Наконец, в воспоминаниях героя есть «петербургский» эпизод, целиком построенный на реминисценциях из Достоевского и Гоголя Когда Мальте жил в Петербурге в меблированных комнатах, его соседями были студент, постоянно играющий на скрипке (наподобие музыканта Ефимова из «Неточки Незвановой» Достоевского), и мелкий чиновник Николай Кузьмич, помешавшийся на желании разбогатеть и решивший в конечном счете копить собственное время, которое, разбитое на минуты, представилось ему неслыханным богатством.

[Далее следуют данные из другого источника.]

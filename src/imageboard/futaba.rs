use std::io::Read;

use log::error;

use super::common::{ExtraFile, RawBookmarkPost, RawFile, RawPost};
use super::stream::{self, CATALOG_THREADS, THREAD_POSTS};
use super::ChanDecoder;
use crate::model::{BookmarkPost, HttpIcon, PostBuilder, ThreadBookmarkInfo, ThreadDescriptor};
use crate::reader::ReadingProcessor;
use crate::site::{Board, Site};
use crate::Error;

/// Minimum capacity reserved for bookmark posts.
const DEFAULT_POST_LIST_CAPACITY: usize = 16;

/// 4chan's JSON API.
#[derive(Debug, Clone, Copy, Default, PartialEq, Eq)]
pub struct Futaba;

/// Behaviour that differs between backends sharing the 4chan envelope.
pub(super) trait FutabaFamily {
    /// Whether a post with no `resto` field is an OP.
    const DEFAULT_OP: bool = false;

    /// Overrides the server-side name of `file`.
    fn server_filename(_file: &RawFile) -> Option<String> {
        None
    }

    fn comment(com: String) -> String {
        com
    }

    fn icons(
        raw: &mut RawPost,
        site: &Site,
        board: &Board,
        builder: &mut PostBuilder,
    ) -> Result<(), Error>;
}

impl FutabaFamily for Futaba {
    fn icons(
        raw: &mut RawPost,
        site: &Site,
        board: &Board,
        builder: &mut PostBuilder,
    ) -> Result<(), Error> {
        if let (Some(code), Some(name)) = (raw.country.take(), raw.country_name.take()) {
            let icon = HttpIcon::from_template(
                site,
                board,
                "country",
                format!("{}/{}", name, code),
                &[("country_code", code.to_ascii_lowercase())],
            )?;
            if let Some(icon) = icon {
                builder.add_http_icon(icon);
            }
        }

        if let (Some(code), Some(name)) = (raw.board_flag.take(), raw.flag_name.take()) {
            let icon = HttpIcon::from_template(
                site,
                board,
                "board_flag",
                format!("{}/t_{}", name, code),
                &[
                    ("board_flag_code", code.to_ascii_lowercase()),
                    ("board_code", board.code().to_string()),
                ],
            )?;
            if let Some(icon) = icon {
                builder.add_http_icon(icon);
            }
        }

        match raw.since4pass {
            Some(year) if year != 0 => {
                let icon =
                    HttpIcon::from_template(site, board, "since4pass", year.to_string(), &[])?;
                if let Some(icon) = icon {
                    builder.add_http_icon(icon);
                }
            }
            _ => (),
        }

        Ok(())
    }
}

pub(super) fn read_post<D: FutabaFamily>(
    mut raw: RawPost,
    processor: &ReadingProcessor,
    site: &Site,
    board: &Board,
) -> Result<(), Error> {
    let mut builder = match raw.take_builder(board.descriptor(), D::DEFAULT_OP) {
        Some(builder) => builder,
        None => return Ok(()),
    };
    if !builder.has_post_descriptor() {
        error!("Post {:?} on {} has no descriptor, skipping", builder.post_no, board.descriptor());
        return Ok(());
    }
    builder.comment = D::comment(std::mem::take(&mut builder.comment));

    let file = std::mem::take(&mut raw.file);
    let extra = std::mem::take(&mut raw.extra_files);
    let mut images = Vec::with_capacity(1 + extra.len());
    let files = std::iter::once(file)
        .filter(|_| !raw.filedeleted)
        .chain(extra.into_iter().filter_map(ExtraFile::into_file));
    for file in files {
        let server_filename = D::server_filename(&file);
        if let Some(image) = file.into_image(server_filename) {
            images.push(image.build(site, board)?);
        }
    }
    builder.images = images;

    D::icons(&mut raw, site, board, &mut builder)?;

    if builder.is_op() && !processor.is_catalog() {
        processor.set_op(builder.thread_meta());
    }
    processor.add_post(builder);
    Ok(())
}

pub(super) fn load_thread<D: FutabaFamily, R: Read>(
    body: R,
    processor: &ReadingProcessor,
    site: &Site,
    board: &Board,
) -> Result<(), Error> {
    stream::walk(body, THREAD_POSTS, |raw: RawPost| {
        read_post::<D>(raw, processor, site, board)
    })
}

pub(super) fn load_catalog<D: FutabaFamily, R: Read>(
    body: R,
    processor: &ReadingProcessor,
    site: &Site,
    board: &Board,
) -> Result<(), Error> {
    stream::walk(body, CATALOG_THREADS, |raw: RawPost| {
        read_post::<D>(raw, processor, site, board)
    })
}

pub(super) fn read_bookmark_info<R: Read>(
    thread: &ThreadDescriptor,
    expected_capacity: usize,
    body: R,
) -> Result<ThreadBookmarkInfo, Error> {
    let mut posts: Vec<BookmarkPost> =
        Vec::with_capacity(expected_capacity.max(DEFAULT_POST_LIST_CAPACITY));
    stream::walk(body, THREAD_POSTS, |raw: RawBookmarkPost| {
        if let Some(post) = raw.into_bookmark_post() {
            posts.push(post);
        }
        Ok(())
    })?;
    ThreadBookmarkInfo::new(thread.clone(), posts)
}

impl ChanDecoder for Futaba {
    fn load_thread<R: Read>(
        &self,
        body: R,
        processor: &ReadingProcessor,
        site: &Site,
        board: &Board,
    ) -> Result<(), Error> {
        load_thread::<Self, R>(body, processor, site, board)
    }

    fn load_catalog<R: Read>(
        &self,
        body: R,
        processor: &ReadingProcessor,
        site: &Site,
        board: &Board,
    ) -> Result<(), Error> {
        load_catalog::<Self, R>(body, processor, site, board)
    }

    fn read_bookmark_info<R: Read>(
        &self,
        thread: &ThreadDescriptor,
        expected_capacity: usize,
        body: R,
    ) -> Result<ThreadBookmarkInfo, Error> {
        read_bookmark_info(thread, expected_capacity, body)
    }
}

#[cfg(test)]
mod tests {
    use std::sync::Arc;

    use super::*;
    use crate::model::{BoardDescriptor, CatalogDescriptor};
    use crate::reader::MemoryPostCache;
    use crate::site::{Dialect, SiteEndpoints, SiteQuirks};

    const THREAD: &str = r#"{"posts": [
        {"no": 100, "resto": 0, "sticky": 1, "closed": 0, "time": 1600000000, "name": "Anonymous",
         "sub": "Thread", "com": "OP text", "tim": 1600000000123, "filename": "cat", "ext": ".jpg",
         "w": 800, "h": 600, "fsize": 12345, "md5": "abcd==", "replies": 2, "images": 1,
         "unique_ips": 2, "country": "US", "country_name": "United States", "since4pass": 2016},
        {"no": 101, "resto": 100, "time": 1600000100, "com": "&gt;&gt;100 reply",
         "tim": 1600000100456, "filename": "dog", "ext": ".png", "filedeleted": 1},
        {"no": 102, "resto": 100, "time": 1600000200, "com": "second",
         "extra_files": [{"tim": 1600000200001, "filename": "a", "ext": ".gif", "w": 1, "h": 1}]}
    ]}"#;

    fn site() -> Site {
        Site::new(
            "4chan",
            Dialect::Futaba,
            SiteEndpoints::new(
                "https://i.4cdn.org/{board}/{tim}s.jpg",
                "https://i.4cdn.org/{board}/{tim}.{ext}",
            )
            .with_icon("country", "https://s.4cdn.org/image/country/{country_code}.gif")
            .with_icon("since4pass", "https://s.4cdn.org/image/minileaf.gif"),
        )
        .with_quirks(SiteQuirks {
            accurate_file_sizes: true,
            trusted_file_hashes: true,
        })
        .with_board(Board::new(BoardDescriptor::new("4chan", "g")))
    }

    #[test]
    fn decodes_thread() {
        let site = site();
        let board = site.board(&BoardDescriptor::new("4chan", "g")).unwrap();
        let thread = ThreadDescriptor::new("4chan", "g", 100);
        let processor = ReadingProcessor::new(thread.into(), Arc::new(MemoryPostCache::new()), 0);

        Futaba
            .load_thread(THREAD.as_bytes(), &processor, &site, &board)
            .unwrap();

        assert_eq!(processor.post_order(), vec![100, 101, 102]);
        let op = processor.op().unwrap();
        assert_eq!(op.replies, 2);
        assert!(op.sticky.is_sticky());

        let builders = processor.take_to_parse();
        assert_eq!(builders.len(), 3);
        let op = &builders[0];
        assert_eq!(op.images.len(), 1);
        assert_eq!(
            op.images[0].image_url().as_str(),
            "https://i.4cdn.org/g/1600000000123.jpg"
        );
        assert_eq!(op.images[0].size(), Some(12345));
        assert_eq!(op.images[0].file_hash(), Some("abcd=="));
        assert_eq!(op.http_icons.len(), 2);
        assert_eq!(op.http_icons[0].name, "United States/US");
        assert_eq!(
            op.http_icons[0].url.as_str(),
            "https://s.4cdn.org/image/country/us.gif"
        );

        // deleted file is dropped, extra files are kept
        assert!(builders[1].images.is_empty());
        assert_eq!(builders[2].images.len(), 1);
        assert_eq!(builders[2].images[0].extension(), "gif");
    }

    #[test]
    fn decodes_catalog() {
        let site = site();
        let board = site.board(&BoardDescriptor::new("4chan", "g")).unwrap();
        let catalog = CatalogDescriptor::from(BoardDescriptor::new("4chan", "g"));
        let processor = ReadingProcessor::new(catalog.into(), Arc::new(MemoryPostCache::new()), 0);
        let body = r#"[
            {"page": 1, "threads": [{"no": 1, "resto": 0, "com": "a", "last_replies": [{"no": 3, "resto": 1}]},
                                    {"no": 2, "resto": 0, "com": "b"}]},
            {"page": 2, "threads": [{"no": 9, "resto": 0, "com": "c"}]}
        ]"#;

        Futaba
            .load_catalog(body.as_bytes(), &processor, &site, &board)
            .unwrap();
        assert_eq!(processor.post_order(), vec![1, 2, 9]);
        assert!(processor.op().is_none());
    }

    #[test]
    fn bookmark_info() {
        let thread = ThreadDescriptor::new("4chan", "g", 100);
        let info = Futaba
            .read_bookmark_info(&thread, 0, THREAD.as_bytes())
            .unwrap();
        assert_eq!(info.posts().len(), 3);
        match info.original_post() {
            BookmarkPost::OriginalPost { post_no, sticky, .. } => {
                assert_eq!(*post_no, 100);
                assert!(sticky.is_sticky());
            }
            other => panic!("unexpected post: {:?}", other),
        }

        let wrong = ThreadDescriptor::new("4chan", "g", 99);
        assert!(matches!(
            Futaba.read_bookmark_info(&wrong, 0, THREAD.as_bytes()),
            Err(Error::OriginalPostMismatch { expected: 99, actual: 100 })
        ));

        let no_op = r#"{"posts": [{"no": 101, "resto": 100}, {"no": 102, "resto": 100}]}"#;
        assert!(matches!(
            Futaba.read_bookmark_info(&thread, 0, no_op.as_bytes()),
            Err(Error::NoOriginalPost(_))
        ));
    }
}
use std::io::Read;

use serde::Deserialize;

use super::common::{bool_from_int, number_or_string};
use super::ChanDecoder;
use crate::model::{
    BookmarkPost, ChanDescriptor, PostBuilder, PostImageBuilder, StickyThread, ThreadBookmarkInfo,
    ThreadDescriptor,
};
use crate::reader::ReadingProcessor;
use crate::site::{Board, Site};
use crate::Error;

const DEFAULT_POSTER_NAME: &str = "Аноним";

/// 2ch.hk.
#[derive(Debug, Clone, Copy, Default, PartialEq, Eq)]
pub struct Dvach;

#[derive(Debug, Deserialize)]
struct DvachError {
    code: i64,
}

impl DvachError {
    fn into_error(self, target: &ChanDescriptor) -> Option<Error> {
        let deleted = || match target {
            ChanDescriptor::Thread(t) => Error::AlreadyDeleted(t.clone()),
            ChanDescriptor::Catalog(_) => Error::NotFound,
        };
        match self.code {
            0 => None,
            -2 => Some(Error::NotFound),
            -3 | -41 | -42 => Some(deleted()),
            -4 => Some(Error::BadStatus(403)),
            -7 => Some(Error::parse("thread is closed")),
            code => Some(Error::parse(format!("unsupported 2ch error code {}", code))),
        }
    }
}

#[derive(Debug, Deserialize)]
struct ThreadEnvelope<P> {
    #[serde(default)]
    bump_limit: Option<u32>,
    #[serde(default, deserialize_with = "number_or_string")]
    unique_posters: Option<u64>,
    #[serde(default)]
    threads: Option<Vec<ThreadPosts<P>>>,
    #[serde(default)]
    error: Option<DvachError>,
}

#[derive(Debug, Deserialize)]
struct ThreadPosts<P> {
    posts: Vec<P>,
}

#[derive(Debug, Deserialize)]
struct CatalogEnvelope {
    #[serde(default)]
    threads: Option<Vec<DvachPost>>,
    #[serde(default)]
    error: Option<DvachError>,
}

#[derive(Debug, Default, Deserialize)]
#[serde(default)]
struct DvachPost {
    #[serde(deserialize_with = "number_or_string")]
    num: Option<u64>,
    #[serde(deserialize_with = "number_or_string")]
    parent: Option<u64>,
    #[serde(deserialize_with = "bool_from_int")]
    closed: bool,
    #[serde(deserialize_with = "bool_from_int")]
    sticky: bool,
    #[serde(deserialize_with = "bool_from_int")]
    endless: bool,
    comment: String,
    subject: String,
    name: String,
    trip: String,
    timestamp: i64,
    lasthit: i64,
    posts_count: Option<u32>,
    files_count: Option<u32>,
    files: Option<Vec<DvachFile>>,
}

#[derive(Debug, Default, Deserialize)]
#[serde(default)]
struct DvachFile {
    fullname: Option<String>,
    md5: Option<String>,
    name: Option<String>,
    path: Option<String>,
    size: u64,
    thumbnail: String,
    width: u32,
    height: u32,
}

fn split_extension(name: &str) -> (&str, Option<&str>) {
    match name.rsplit_once('.') {
        Some((stem, ext)) if !stem.is_empty() => (stem, Some(ext)),
        _ => (name, None),
    }
}

impl DvachFile {
    fn into_image(self) -> Option<PostImageBuilder> {
        let path = self.path?;
        if path.to_ascii_lowercase().contains("/stickers/") {
            return None;
        }
        let name = self.name?;
        let (server_filename, ext) = split_extension(&name);
        let filename = match self.fullname.as_deref() {
            Some(full) if !full.is_empty() => split_extension(full).0,
            _ => server_filename,
        };

        Some(
            PostImageBuilder {
                server_filename: Some(server_filename.to_string()),
                filename: Some(filename.to_string()),
                extension: ext.map(str::to_string),
                width: self.width,
                height: self.height,
                // reported in kB
                size: self.size.saturating_mul(1024),
                spoiler: false,
                file_hash: self.md5,
                args: Vec::with_capacity(2),
            }
            .arg("path", path)
            .arg("thumbnail", self.thumbnail),
        )
    }
}

fn process_posts(
    posts: Vec<DvachPost>,
    bump_limit: Option<u32>,
    unique_posters: Option<u64>,
    processor: &ReadingProcessor,
    site: &Site,
    board: &Board,
) -> Result<(), Error> {
    let mut builders = Vec::with_capacity(posts.len());
    for post in posts {
        let post_no = match post.num {
            Some(num) => num,
            None => {
                log::error!("Post on {} has no post number, skipping", board.descriptor());
                continue;
            }
        };
        let parent = post.parent.unwrap_or(0);

        let mut b = PostBuilder::new(board.descriptor().clone());
        b.post_no = Some(post_no);
        b.op = parent == 0;
        b.op_id = if parent != 0 { parent } else { post_no };
        b.last_modified = post.lasthit;
        b.timestamp = post.timestamp;

        if b.op {
            b.sticky = post.sticky;
            b.closed = post.closed;
            b.endless = post.endless;
            if post.endless {
                b.sticky_cap = bump_limit.or(board.bump_limit);
            }
            b.unique_ips = unique_posters.unwrap_or(0) as u32;
            b.replies = post.posts_count.unwrap_or(0);
            b.thread_images = post.files_count.unwrap_or(0);
        }

        if let Some(capcode) = post.trip.strip_prefix("!!%") {
            b.moderator_capcode = Some(capcode.trim_end_matches("%!!").to_string());
        } else if !post.trip.is_empty() {
            b.tripcode = Some(post.trip);
        }
        if post.name != DEFAULT_POSTER_NAME && !post.name.is_empty() {
            b.name = Some(post.name);
        }
        if !post.subject.is_empty() {
            b.subject = Some(post.subject);
        }
        b.comment = post.comment;

        let files = post.files.unwrap_or_default();
        let mut images = Vec::with_capacity(files.len());
        for file in files {
            if let Some(image) = file.into_image() {
                images.push(image.build(site, board)?);
            }
        }
        b.images = images;

        if b.op && !processor.is_catalog() {
            processor.set_op(b.thread_meta());
        }
        builders.push(b);
    }

    processor.add_many_posts(builders);
    Ok(())
}

#[derive(Debug, Default, Deserialize)]
#[serde(default)]
struct DvachBookmarkPost {
    #[serde(deserialize_with = "number_or_string")]
    num: Option<u64>,
    #[serde(deserialize_with = "number_or_string")]
    parent: Option<u64>,
    #[serde(deserialize_with = "bool_from_int")]
    closed: bool,
    #[serde(deserialize_with = "bool_from_int")]
    sticky: bool,
    #[serde(deserialize_with = "bool_from_int")]
    endless: bool,
    comment: String,
    posts_count: Option<u32>,
}

impl ChanDecoder for Dvach {
    fn load_thread<R: Read>(
        &self,
        body: R,
        processor: &ReadingProcessor,
        site: &Site,
        board: &Board,
    ) -> Result<(), Error> {
        let envelope: ThreadEnvelope<DvachPost> = serde_json::from_reader(body)?;
        if let Some(err) = envelope
            .error
            .and_then(|e| e.into_error(processor.descriptor()))
        {
            return Err(err);
        }
        let posts = envelope
            .threads
            .and_then(|threads| threads.into_iter().next())
            .map(|thread| thread.posts)
            .ok_or_else(|| Error::parse(format!("no posts parsed for {}", processor.descriptor())))?;

        process_posts(
            posts,
            envelope.bump_limit,
            envelope.unique_posters,
            processor,
            site,
            board,
        )
    }

    fn load_catalog<R: Read>(
        &self,
        body: R,
        processor: &ReadingProcessor,
        site: &Site,
        board: &Board,
    ) -> Result<(), Error> {
        let envelope: CatalogEnvelope = serde_json::from_reader(body)?;
        if let Some(err) = envelope
            .error
            .and_then(|e| e.into_error(processor.descriptor()))
        {
            return Err(err);
        }
        let threads = envelope
            .threads
            .ok_or_else(|| Error::parse(format!("no posts parsed for {}", processor.descriptor())))?;

        process_posts(threads, None, None, processor, site, board)
    }

    fn read_bookmark_info<R: Read>(
        &self,
        thread: &ThreadDescriptor,
        expected_capacity: usize,
        body: R,
    ) -> Result<ThreadBookmarkInfo, Error> {
        let envelope: ThreadEnvelope<DvachBookmarkPost> = serde_json::from_reader(body)?;
        if let Some(err) = envelope
            .error
            .and_then(|e| e.into_error(&ChanDescriptor::Thread(thread.clone())))
        {
            return Err(err);
        }
        let bump_limit = envelope.bump_limit.filter(|limit| *limit > 0);
        let posts = envelope
            .threads
            .and_then(|threads| threads.into_iter().next())
            .map(|thread| thread.posts)
            .ok_or_else(|| Error::parse(format!("no posts parsed for {}", thread)))?;

        let mut out = Vec::with_capacity(expected_capacity.max(posts.len()));
        for post in posts {
            let post_no = match post.num {
                Some(num) => num,
                None => continue,
            };
            if post.parent.unwrap_or(0) == 0 {
                let sticky = StickyThread::create(
                    post.sticky,
                    if post.endless { bump_limit } else { None },
                );
                let reached = match (bump_limit, post.posts_count) {
                    (Some(limit), Some(count)) => count >= limit,
                    _ => false,
                };
                out.push(BookmarkPost::OriginalPost {
                    post_no,
                    closed: post.closed,
                    archived: false,
                    bump_limit: reached && !sticky.is_sticky(),
                    image_limit: false,
                    sticky,
                    comment: post.comment,
                });
            } else {
                out.push(BookmarkPost::RegularPost {
                    post_no,
                    comment: post.comment,
                });
            }
        }

        ThreadBookmarkInfo::new(thread.clone(), out)
    }
}

#[cfg(test)]
mod tests {
    use std::sync::Arc;

    use super::*;
    use crate::model::BoardDescriptor;
    use crate::reader::MemoryPostCache;
    use crate::site::{Dialect, SiteEndpoints};

    const THREAD: &str = r#"{
        "bump_limit": 500, "unique_posters": "3",
        "threads": [{"posts": [
            {"num": "1000", "parent": "0", "sticky": 1, "endless": 1, "closed": 0,
             "comment": "op", "subject": "", "name": "Аноним", "trip": "!!%mod%!!",
             "timestamp": 1600000000, "lasthit": 1600000500, "posts_count": 2,
             "files": [{"name": "16000.jpg", "fullname": "cat.jpg", "path": "/b/src/1000/16000.jpg",
                        "thumbnail": "/b/thumb/1000/16000s.jpg", "size": 10, "width": 5, "height": 6},
                       {"name": "sticker.png", "path": "/stickers/a/sticker.png", "thumbnail": "/x"}]},
            {"num": 1001, "parent": 1000, "comment": "reply", "subject": "", "name": "bob", "trip": "!abc",
             "timestamp": 1600000100}
        ]}]
    }"#;

    fn site() -> Site {
        Site::new(
            "2ch",
            Dialect::Dvach,
            SiteEndpoints::new("https://2ch.hk{thumbnail}", "https://2ch.hk{path}"),
        )
        .with_unknown_boards(true)
    }

    #[test]
    fn decodes_thread() {
        let site = site();
        let board = site.board(&BoardDescriptor::new("2ch", "b")).unwrap();
        let thread = ThreadDescriptor::new("2ch", "b", 1000);
        let processor = ReadingProcessor::new(thread.into(), Arc::new(MemoryPostCache::new()), 0);

        Dvach
            .load_thread(THREAD.as_bytes(), &processor, &site, &board)
            .unwrap();
        assert_eq!(processor.post_order(), vec![1000, 1001]);
        let meta = processor.op().unwrap();
        assert_eq!(meta.sticky, StickyThread::StickyWithCap(500));
        assert_eq!(meta.unique_ips, 3);

        let builders = processor.take_to_parse();
        let op = &builders[0];
        assert_eq!(op.moderator_capcode.as_deref(), Some("mod"));
        assert_eq!(op.name, None);
        assert_eq!(op.images.len(), 1);
        assert_eq!(op.images[0].filename(), "cat");
        assert_eq!(op.images[0].size(), Some(10 * 1024));
        assert_eq!(
            op.images[0].thumbnail_url().as_str(),
            "https://2ch.hk/b/thumb/1000/16000s.jpg"
        );
        assert_eq!(builders[1].tripcode.as_deref(), Some("!abc"));
        assert_eq!(builders[1].name.as_deref(), Some("bob"));
    }

    #[test]
    fn oversized_file_size_saturates() {
        let file: DvachFile = serde_json::from_str(
            r#"{"name": "1.png", "path": "/b/src/1/1.png", "size": 18446744073709551615}"#,
        )
        .unwrap();
        assert_eq!(file.into_image().unwrap().size, u64::MAX);
    }

    #[test]
    fn error_codes() {
        let site = site();
        let board = site.board(&BoardDescriptor::new("2ch", "b")).unwrap();
        let thread = ThreadDescriptor::new("2ch", "b", 1000);
        let processor = ReadingProcessor::new(thread.into(), Arc::new(MemoryPostCache::new()), 0);

        let err = Dvach
            .load_thread(r#"{"error": {"code": -3}}"#.as_bytes(), &processor, &site, &board)
            .unwrap_err();
        assert!(matches!(err, Error::AlreadyDeleted(_)));

        let err = Dvach
            .load_thread(r#"{"error": {"code": -2}}"#.as_bytes(), &processor, &site, &board)
            .unwrap_err();
        assert!(err.is_not_found());
    }

    #[test]
    fn bookmark_info() {
        let thread = ThreadDescriptor::new("2ch", "b", 1000);
        let info = Dvach.read_bookmark_info(&thread, 0, THREAD.as_bytes()).unwrap();
        assert_eq!(info.posts().len(), 2);
        match info.original_post() {
            BookmarkPost::OriginalPost { sticky, bump_limit, .. } => {
                assert_eq!(*sticky, StickyThread::StickyWithCap(500));
                assert!(!bump_limit);
            }
            other => panic!("unexpected post: {:?}", other),
        }
    }
}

Но, видя как оно растрачивается по мелочам в повседневной жизни, Николай Кузьмич отказывается от всякого действия, ложится на диван и проводит на нем все дни, декламируя стихи. Одновременно его мечты о богатстве персонифицируются в образе состоятельного двойника, который подолгу ведет с ним беседы. («– Николай Кузьмич, – сказал он благодушно и вообразил себя же, но без шубы, жалкого, тощего, на жестком диванчике, – я полагаю, Николай Кузьмич, – сказал он, – вы не возгордитесь от своего богатства. Помните – деньги не главное. И среди бедняков встречаются люди достойнейшие, попадаются, знаете ли, и разорившиеся дворяне, и генеральские дочки, бывает, метут подолами улицу»). Если мотивы бедности и двойничества перекликаются «Шинелью», «Записками сумасшедшего» Гоголя и «Двойником» Достоевского, то страстное желание богатства героем могут также восходить к желанию Аркадия «стать Ротшильдом» («Подросток») и намерению Раскольникова приобрести «разом весь капитал»; тем более что последний вынашивает свой замысел, безвыходно пребывая в своей каморке и не вставая по суткам с кровати (как и Николай Кузьмич у Рильке). Образ обнищавшей генеральской дочери отсылает к Катерине Ивановне Мармеладовой. Тема накопления времени по минутам вызывает в памяти рассказ князя Мышкина у Епанчиных о приговоренном к смерти, которому последние пять минут жизни показались неслыханным богатством, но который, после отмены приговора, не сумел правильно распорядиться с уже бессчетными минутами. Бесконечная декламация стихов на диване чиновником своеобразно воплощает представление Рильке об исконной романтичности и поэтичности русской души.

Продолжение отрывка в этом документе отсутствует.